This article appeared on September 28, 2020, in GCN. Written by Gerry Gebel the Vice president of business development at Axiomatics.
How zero trust network access secures remote work environments
As zero trust network access (ZTNA) modernizes IT infrastructure in the commercial sector, it is also gaining traction in government.
A 2019 report surveying more than 170 prequalified federal government and industry IT experts about zero-trust security capabilities showed agencies are narrowing their security defenses, using a ZTNA approach to manage access to their information resources.
Among the findings, 68% of federal agencies considered zero trust a high priority in meeting goals to improve citizen services. Seventy-four percent said zero trust is critical to cloud expansion, and 70% said zero trust is essential as more applications and devices access agency resources.
ZTNA empowers federal agencies to secure information stored on-premise and in the cloud, across multiple applications and systems, by moving away from wide network access perimeters.
How zero trust eliminates wide network access perimeters
Wide network perimeters worked well when employees accessed data in an office setting or when information was stored on-premise in a single location. However, with cloud data located outside network boundaries and a dramatic increase in remote users thanks to COVID-19, agencies are shifting toward ZTNA to protect individual groups of data resources.
Leveraging the zero-trust principles of least-privilege access, multifactor authentication and micro-segmentation, federal agencies can implement strict controls over individual users inside the network.
Under a zero-trust approach, all users both inside and outside the network are considered threats and require authorization at each entry point. ZTNA establishes clear-cut methods for permitting access, rather than relying on wide network perimeters.
Integrating context-aware technologies
As information networks grow, federal agencies can combine ZTNA systems with other context-based technologies like attribute based access control (ABAC), ensuring zero-trust protocols don’t cause access disruptions and harm the user experience.
For example, ABAC systems follow the principle of least privilege, leveraging a variety of context attributes like risk score, device information, user location, etc. As a result, only authorized users have access to precise sets of data.
With ABAC, agencies leverage data and user characteristics to develop strong, fine-grained policies to ensure the right access control is executed dynamically at run time.

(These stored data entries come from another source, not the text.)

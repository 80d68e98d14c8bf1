use std::path::PathBuf;

use async_trait::async_trait;
use futures::stream::BoxStream;

use crate::error::IndexError;

/// The raw kinds of filesystem change the watcher layer coalesces. Mirrors
/// the four event kinds named in §4.9: `created`, `modified`, `deleted`,
/// `moved`.
#[derive(Debug, Clone, Copy, PartialEq, Eq)]
pub enum RawEventKind {
    Created,
    Modified,
    Deleted,
    Moved,
}

/// One filesystem change as reported by the platform watcher layer, already
/// expanded from any recursive directory event into individual paths.
#[derive(Debug, Clone, PartialEq, Eq)]
pub struct RawFileEvent {
    pub path: PathBuf,
    pub kind: RawEventKind,
}

/// A live stream of raw filesystem events.
pub type RawEventStream = BoxStream<'static, RawFileEvent>;

/// Capability interface over a platform filesystem notifier. The debounce
/// and "is this path watched" logic in §4.9 lives in `deepwiki-application`;
/// this port only has to deliver raw, already-recursively-expanded events —
/// it does not know about language extensions or exclude globs.
#[async_trait]
pub trait FileSystemWatcher: Send + Sync {
    /// Begins watching `root` recursively and returns a stream of events.
    /// The stream ends only if the underlying watcher is dropped or the
    /// platform layer fails irrecoverably.
    async fn watch(&self, root: &std::path::Path) -> Result<RawEventStream, IndexError>;
}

ABAC also allows agencies to assign security policies from the individual workload level all the way up to data center applications because policies are built on numerous unique attributes to achieve micro-segmentation, another ZTNA principle. Policies reflect business requirements to outline which users can access what resources.
Consequently, agencies can model both simple and complex data access policies that eliminate the “all or nothing” approach of wide network perimeters. Policies are managed independently and carried out consistently across on-premise and cloud-based resources.
How federal agencies benefit from merging ZTNA and ABAC
Since ZTNA and ABAC technologies rely on multiple, diverse factors to validate an incoming user, agencies realize many other benefits.
- ZTNA and ABAC facilitate explicit data access from anywhere, anytime, on any device over the internet by utilizing context-aware, flexible authorization and authentication. As a result, remote workers can safely access information.
- ZTNA and ABAC systems validate the user, device, location and any other factors before allowing access to exact resources or data. Therefore, an outside threat can’t infiltrate an internal network to gain significant access to the enterprise’s sensitive internal resources.
- ZTNA and ABAC technologies solve complicated access-control scenarios to ensure only authorized users have access to the right information under the appropriate circumstances.
As federal agencies continue to ingest data and expand their information systems across diverging cloud platforms, a single point of protection will fail to protect their resources. Instead, agencies require unified context-aware technologies to protect individual information resources.